Statistics deals with uncertainty. When we make a statement; we also need to say how certain we are that this statement is correct. We would like this to be 100%, but realise that this is not possible.
The decision to reject a null hypothesis is made on the basis of a statistical test. What statistical test is being used, depends on the distribution of the outcome variable and can be parametric or non parametric. A parametric test (ie t-test) can only be used if the data are Normally distributed. If the data are not Normally distributed, parametric statistics can’t be used and we will have to use a non parametric test (ie Wilcoxon test).
A statistical test will calculate a test statistic. The test statistic is different for different tests. For example, a parametric t-test calculates the t-value and a non parametric Wilcoxon test calculates the W value. The p value is the probability the test statistic takes a more extreme value and is used as a threshold to make a decision whether the null hypothesis is true or not.
P Value = Probability the test statistic takes a more extreme value
It is generally accepted (in medical statistics) that something is ‘proven’, or statistically significant, if the probability the test statistic takes a more extreme value is less than 5%. On the basis of this, the null hypothesis is accepted or rejected.
In medical statistics we are usually satisfied something is statistically significant if p less than 5%. If p less than 5%, we feel this is unlikely to be due to chance and the null hypothesis is rejected in favour of the alternate hypothesis.
Statistically significant: p value < 5%.
Please bear in mind that the p value indicates how incompatible data are with a statistical model. P values do NOT measure the probability that the studied hypothesis is true and do NOT measure the size of an effect (the alternative hypothesis is NOT ‘more true’ if the p value is lower)1. Please see also in p values their use and abuse.
It is customary to round the p value to three decimal figures. However, when p is less than one in a thousand p < 0.001 is used.
That something is statistically significant doesn’t necessarily mean it is also clinically significant. It might well be that, although statistically there is a difference, it is of no clinical importance.
Also, if we were unable to demonstrate a statistically significant difference; this doesn’t mean there is no difference. It might well be that with more patients in our study, we can demonstrate a significant difference (underpowered study, type 2 error).
If p = 5%, there is a probability of 1 in 20 that we drew the wrong conclusion (incorrectly reject the null hypothesis, type 1 error). However, it is generally a reasonable trade off in clinical studies.
P value correction
In a large data set, there may be many variables (columns when the data are in tidy format) with an opportunity to do multiple tests until something turns up that is ‘significant’. However, when performing multiple tests, it is important to bear in mind that, when p = 5%, one in twenty tests will be significant by chance. To address this, p values should be corrected to the number of tests that have been performed. A number of methods have been described that include Bonferroni and Holme’s methods and are included in R.

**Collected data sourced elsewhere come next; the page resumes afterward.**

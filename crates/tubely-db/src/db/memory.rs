use async_trait::async_trait;
use std::collections::HashMap;
use std::sync::Arc;
use tokio::sync::RwLock;
use tubely_core::{AppError, AssetKind, Video};
use uuid::Uuid;

use super::video::VideoStore;

/// Process-local record store. Contents are lost on restart.
#[derive(Clone, Default)]
pub struct InMemoryVideoStore {
    videos: Arc<RwLock<HashMap<Uuid, Video>>>,
}

impl InMemoryVideoStore {
    pub fn new() -> Self {
        Self::default()
    }

    /// Insert or replace a record.
    pub async fn insert(&self, video: Video) {
        self.videos.write().await.insert(video.id, video);
    }
}

#[async_trait]
impl VideoStore for InMemoryVideoStore {
    async fn get_video(&self, id: Uuid) -> Result<Option<Video>, AppError> {
        Ok(self.videos.read().await.get(&id).cloned())
    }

    async fn set_asset_url(&self, id: Uuid, kind: AssetKind, url: &str) -> Result<Video, AppError> {
        let mut videos = self.videos.write().await;
        match videos.get_mut(&id) {
            Some(existing) => {
                existing.set_asset_url(kind, url.to_string());
                Ok(existing.clone())
            }
            None => Err(AppError::RecordUpdateFailed(format!(
                "video {} no longer exists",
                id
            ))),
        }
    }
}
//! Tubely record store
//!
//! Video records are looked up by id for the ownership check and written back
//! once an uploaded asset is durably stored.

pub mod db;

pub use db::{InMemoryVideoStore, VideoRepository, VideoStore};
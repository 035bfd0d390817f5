//! Stream dimension probing via an external `ffprobe` process.

use async_trait::async_trait;
use serde::Deserialize;
use std::path::Path;
use std::process::Stdio;
use std::time::Duration;
use thiserror::Error;
use tokio::process::Command;

#[derive(Debug, Error)]
pub enum ProbeError {
    #[error("ffprobe failed: {0}")]
    ProbeFailed(String),

    #[error("no video streams found")]
    NoStreams,

    #[error("ffprobe timed out after {0:?}")]
    Timeout(Duration),
}

/// Width and height of the first video stream. Missing values read as zero.
#[derive(Debug, Clone, Copy, PartialEq, Eq)]
pub struct VideoDimensions {
    pub width: u32,
    pub height: u32,
}

/// Reads stream dimensions from a local, seekable video file.
#[async_trait]
pub trait VideoProber: Send + Sync {
    async fn probe(&self, path: &Path) -> Result<VideoDimensions, ProbeError>;
}

#[derive(Debug, Deserialize)]
struct ProbeOutput {
    #[serde(default)]
    streams: Vec<ProbeStream>,
}

#[derive(Debug, Deserialize)]
struct ProbeStream {
    codec_type: Option<String>,
    width: Option<u32>,
    height: Option<u32>,
}

/// Parse `ffprobe -print_format json -show_streams` output.
pub fn parse_probe_output(stdout: &[u8]) -> Result<VideoDimensions, ProbeError> {
    let output: ProbeOutput = serde_json::from_slice(stdout)
        .map_err(|e| ProbeError::ProbeFailed(format!("failed to parse ffprobe output: {}", e)))?;

    let stream = output
        .streams
        .into_iter()
        .find(|stream| stream.codec_type.as_deref() == Some("video"))
        .ok_or(ProbeError::NoStreams)?;

    Ok(VideoDimensions {
        width: stream.width.unwrap_or(0),
        height: stream.height.unwrap_or(0),
    })
}

/// Runs the probing utility as a child process, killed if it outlives `timeout`.
#[derive(Debug, Clone)]
pub struct FfprobeProber {
    ffprobe_path: String,
    timeout: Duration,
}

impl FfprobeProber {
    pub fn new(ffprobe_path: impl Into<String>, timeout: Duration) -> Self {
        Self {
            ffprobe_path: ffprobe_path.into(),
            timeout,
        }
    }
}

#[async_trait]
impl VideoProber for FfprobeProber {
    #[tracing::instrument(skip(self), fields(path = %path.display()))]
    async fn probe(&self, path: &Path) -> Result<VideoDimensions, ProbeError> {
        let start = std::time::Instant::now();

        let mut command = Command::new(&self.ffprobe_path);
        command
            .args(["-v", "error", "-print_format", "json", "-show_streams"])
            .arg(path)
            .stdin(Stdio::null())
            .kill_on_drop(true);

        let output = tokio::time::timeout(self.timeout, command.output())
            .await
            .map_err(|_| ProbeError::Timeout(self.timeout))?
            .map_err(|e| {
                ProbeError::ProbeFailed(format!("failed to run {}: {}", self.ffprobe_path, e))
            })?;

        if !output.status.success() {
            let stderr = String::from_utf8_lossy(&output.stderr);
            tracing::warn!(
                status = %output.status,
                stderr = %stderr.trim(),
                "ffprobe exited with failure"
            );
            return Err(ProbeError::ProbeFailed(format!(
                "ffprobe exited with {}",
                output.status
            )));
        }

        let dimensions = parse_probe_output(&output.stdout)?;

        tracing::debug!(
            width = dimensions.width,
            height = dimensions.height,
            duration_ms = start.elapsed().as_secs_f64() * 1000.0,
            "Probed video dimensions"
        );

        Ok(dimensions)
    }
}
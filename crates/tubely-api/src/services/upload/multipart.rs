//! Size-bounded extraction of one file field from a multipart body.

use axum::extract::multipart::{Multipart, MultipartError};
use axum::http::StatusCode;
use tokio::io::{AsyncWrite, AsyncWriteExt};
use tubely_core::AppError;

const DEFAULT_PART_CONTENT_TYPE: &str = "application/octet-stream";

/// What was read from the file field.
#[derive(Debug, Clone)]
pub struct DecodedField {
    /// Declared content type of the part, as sent.
    pub content_type: String,
    pub size_bytes: u64,
}

fn map_multipart_error(err: MultipartError, limit_bytes: u64) -> AppError {
    if err.status() == StatusCode::PAYLOAD_TOO_LARGE {
        AppError::PayloadTooLarge { limit_bytes }
    } else {
        AppError::MalformedPayload(err.body_text())
    }
}

/// Stream the field named `field_name` into `sink`.
///
/// `accept` sees the declared content type before any byte is read. Every
/// chunk counts against `limit_bytes`; the first chunk that crosses it fails
/// the decode with `PayloadTooLarge` without being written. Other fields are
/// skipped.
pub async fn decode_file_field<W, F>(
    multipart: &mut Multipart,
    field_name: &str,
    limit_bytes: u64,
    accept: F,
    sink: &mut W,
) -> Result<DecodedField, AppError>
where
    W: AsyncWrite + Unpin,
    F: Fn(&str) -> Result<(), AppError>,
{
    while let Some(mut field) = multipart
        .next_field()
        .await
        .map_err(|e| map_multipart_error(e, limit_bytes))?
    {
        if field.name() != Some(field_name) {
            continue;
        }

        let content_type = field
            .content_type()
            .unwrap_or(DEFAULT_PART_CONTENT_TYPE)
            .to_string();
        accept(&content_type)?;

        let mut size_bytes: u64 = 0;
        while let Some(chunk) = field
            .chunk()
            .await
            .map_err(|e| map_multipart_error(e, limit_bytes))?
        {
            size_bytes += chunk.len() as u64;
            if size_bytes > limit_bytes {
                return Err(AppError::PayloadTooLarge { limit_bytes });
            }
            sink.write_all(&chunk).await?;
        }
        sink.flush().await?;

        tracing::debug!(
            field = field_name,
            content_type = %content_type,
            size_bytes,
            "Decoded multipart file field"
        );

        return Ok(DecodedField {
            content_type,
            size_bytes,
        });
    }

    Err(AppError::FieldMissing(field_name.to_string()))
}
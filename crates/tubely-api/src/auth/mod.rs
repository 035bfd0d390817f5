//! Caller authentication: bearer extraction and access-token validation.

pub mod bearer;
pub mod jwt;

pub use bearer::bearer_token;
pub use jwt::{make_jwt, AccessClaims, CredentialValidator, JwtValidator};
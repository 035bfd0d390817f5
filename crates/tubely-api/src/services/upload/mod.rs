//! Upload ingestion: identify → authenticate → authorize → decode → validate →
//! stage → classify → store → publish.

mod coordinator;
mod multipart;
mod staging;

pub use coordinator::UploadCoordinator;
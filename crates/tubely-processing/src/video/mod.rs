//! Video geometry module

pub mod geometry;
pub mod probe;

pub use geometry::{classify, AspectRatio, GeometryClassifier, ASPECT_TOLERANCE};
pub use probe::{parse_probe_output, FfprobeProber, ProbeError, VideoDimensions, VideoProber};
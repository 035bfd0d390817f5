//! Record store setup and initialization

use anyhow::{Context, Result};
use sqlx::postgres::PgPoolOptions;
use sqlx::PgPool;
use std::path::Path;
use std::sync::Arc;
use std::time::Duration;
use tubely_core::Config;
use tubely_db::{InMemoryVideoStore, VideoRepository, VideoStore};

/// Setup database connection pool and run migrations
pub async fn setup_database(config: &Config, database_url: &str) -> Result<PgPool> {
    tracing::info!("Connecting to database...");
    let pool = PgPoolOptions::new()
        .max_connections(config.db_max_connections())
        .acquire_timeout(Duration::from_secs(config.db_timeout_seconds()))
        .idle_timeout(Duration::from_secs(600))
        .max_lifetime(Duration::from_secs(1800))
        .connect(database_url)
        .await
        .context("Failed to connect to database")?;

    tracing::info!(
        max_connections = config.db_max_connections(),
        "Database connected successfully"
    );

    // Run pending migrations on startup (path: workspace migrations/ from crate root)
    let migrations_dir = Path::new(env!("CARGO_MANIFEST_DIR")).join("../../migrations");
    let migrator = sqlx::migrate::Migrator::new(migrations_dir)
        .await
        .context("Failed to load migrations")?;
    migrator
        .run(&pool)
        .await
        .context("Failed to run database migrations")?;
    tracing::info!("Database migrations applied");

    Ok(pool)
}

/// Pick the record store: Postgres when `DATABASE_URL` is set, otherwise an
/// in-process table that is lost on restart.
pub async fn setup_records(config: &Config) -> Result<Arc<dyn VideoStore>> {
    match config.database_url() {
        Some(url) => {
            let pool = setup_database(config, url).await?;
            Ok(Arc::new(VideoRepository::new(pool)))
        }
        None => {
            tracing::warn!(
                "DATABASE_URL not set - using in-memory record store, records are lost on restart"
            );
            Ok(Arc::new(InMemoryVideoStore::new()))
        }
    }
}
use tubely_api::auth::make_jwt;
use uuid::Uuid;

/// Secret the test app's validator is configured with.
pub const TEST_JWT_SECRET: &str = "test-jwt-secret-at-least-32-characters-long";

/// A caller with a valid one-hour token.
pub struct TestUser {
    pub user_id: Uuid,
    pub token: String,
}

impl TestUser {
    pub fn new() -> Self {
        let user_id = Uuid::new_v4();
        let token = make_jwt(user_id, TEST_JWT_SECRET, chrono::Duration::hours(1))
            .expect("Failed to sign test token");
        Self { user_id, token }
    }

    pub fn bearer(&self) -> String {
        format!("Bearer {}", self.token)
    }
}

/// A token for `user_id` signed with a secret the server does not know.
pub fn foreign_token(user_id: Uuid) -> String {
    make_jwt(
        user_id,
        "some-other-secret-that-is-32-chars-long",
        chrono::Duration::hours(1),
    )
    .expect("Failed to sign test token")
}
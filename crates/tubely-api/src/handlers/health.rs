use axum::{http::StatusCode, response::IntoResponse, Json};

/// Liveness probe - process is running.
pub async fn health_check() -> impl IntoResponse {
    (StatusCode::OK, Json(serde_json::json!({ "status": "ok" })))
}
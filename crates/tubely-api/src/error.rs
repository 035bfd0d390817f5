//! HTTP error response conversion
//!
//! This module provides HTTP-specific error response conversion for AppError.
//!
//! Handlers return `Result<impl IntoResponse, HttpAppError>`; anything that
//! converts into `AppError` renders with the same status, body and logging.

use axum::{
    http::StatusCode,
    response::{IntoResponse, Response},
    Json,
};
use serde::Serialize;
use tubely_core::{AppError, ErrorMetadata, LogLevel};
use tubely_storage::StorageError;
use utoipa::ToSchema;

#[derive(Debug, Serialize, ToSchema)]
pub struct ErrorResponse {
    pub error: String,
    #[serde(skip_serializing_if = "Option::is_none")]
    pub details: Option<String>,
    #[serde(skip_serializing_if = "Option::is_none")]
    pub error_type: Option<String>,
    /// Machine-readable error code for programmatic handling
    pub code: String,
    /// Whether this error is recoverable (can be retried)
    pub recoverable: bool,
    /// Suggested action for the client
    #[serde(skip_serializing_if = "Option::is_none")]
    pub suggested_action: Option<String>,
}

/// Wrapper type for AppError to implement IntoResponse
/// This is necessary because of Rust's orphan rules - we can't implement
/// IntoResponse (external trait) for AppError (external type from tubely-core)
#[derive(Debug)]
pub struct HttpAppError(pub AppError);

impl From<AppError> for HttpAppError {
    fn from(err: AppError) -> Self {
        HttpAppError(err)
    }
}

impl From<anyhow::Error> for HttpAppError {
    fn from(err: anyhow::Error) -> Self {
        HttpAppError(AppError::InternalWithSource {
            message: err.to_string(),
            source: err,
        })
    }
}

fn log_error(error: &AppError) {
    let error_type = error.error_type();
    match error.log_level() {
        LogLevel::Debug => {
            tracing::debug!(error = %error, error_type = error_type, "Error occurred");
        }
        LogLevel::Warn => {
            tracing::warn!(error = %error, error_type = error_type, "Error occurred");
        }
        LogLevel::Error => {
            tracing::error!(
                error = %error,
                error_type = error_type,
                details = %error.detailed_message(),
                "Error occurred"
            );
        }
    }
}

fn is_production_env() -> bool {
    std::env::var("ENVIRONMENT")
        .or_else(|_| std::env::var("APP_ENV"))
        .map(|env| env.to_lowercase() == "production" || env.to_lowercase() == "prod")
        .unwrap_or(false)
}

fn error_body(app_error: &AppError, is_production: bool) -> ErrorResponse {
    // Always hide details in production; elsewhere only caller errors carry them.
    let show_details = !is_production && !app_error.is_sensitive();

    ErrorResponse {
        error: app_error.client_message(),
        details: show_details.then(|| app_error.detailed_message()),
        error_type: show_details.then(|| app_error.error_type().to_string()),
        code: app_error.error_code().to_string(),
        recoverable: app_error.is_recoverable(),
        suggested_action: app_error.suggested_action().map(String::from),
    }
}

impl IntoResponse for HttpAppError {
    fn into_response(self) -> Response {
        let app_error = &self.0;

        let status = StatusCode::from_u16(app_error.http_status_code())
            .unwrap_or(StatusCode::INTERNAL_SERVER_ERROR);

        log_error(app_error);

        (status, Json(error_body(app_error, is_production_env()))).into_response()
    }
}

// Storage errors only reach handlers on the retrieval routes; upload paths
// map them to `StorageWriteFailed` themselves.
impl From<StorageError> for HttpAppError {
    fn from(err: StorageError) -> Self {
        let app = match err {
            StorageError::NotFound(msg) => AppError::AssetNotFound(msg),
            StorageError::InvalidKey(msg) => AppError::AssetNotFound(msg),
            StorageError::IoError(err) => AppError::Internal(format!("IO error: {}", err)),
            other => AppError::Internal(other.to_string()),
        };
        HttpAppError(app)
    }
}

For example, when comparing two groups of patients, multiple comparison tests were performed on many variables that included the patient’s height. The height variable had a p value of 0.001 and was considered ‘significant’. However, this should be evaluated in view of the number of test performed. To correct the p value using Bonferroni’s method in R:
p = 0.001 # set the p value
p.adjust(p, method='bonferroni', n=20)
[1] 0.02
p.adjust(p, method='bonferroni', n=50)
[1] 0.05
p.adjust(p, method='bonferroni', n=100)
[1] 0.1
n is the number of tests that have been performed
It can be seen that, if 50 or more tests were being performed, this p value can no longer be regarded as ‘significant’.
Fishing for p values
It is important to consider that data should be evaluated in clinical perspective and should make clinical sense. There is no place for ‘fishing for p values’ until one is ‘significant’. On its own a p value has little importance2. A p value is only part of the data evaluation and reporting should be with full transparency and further evidence to justify the conclusions.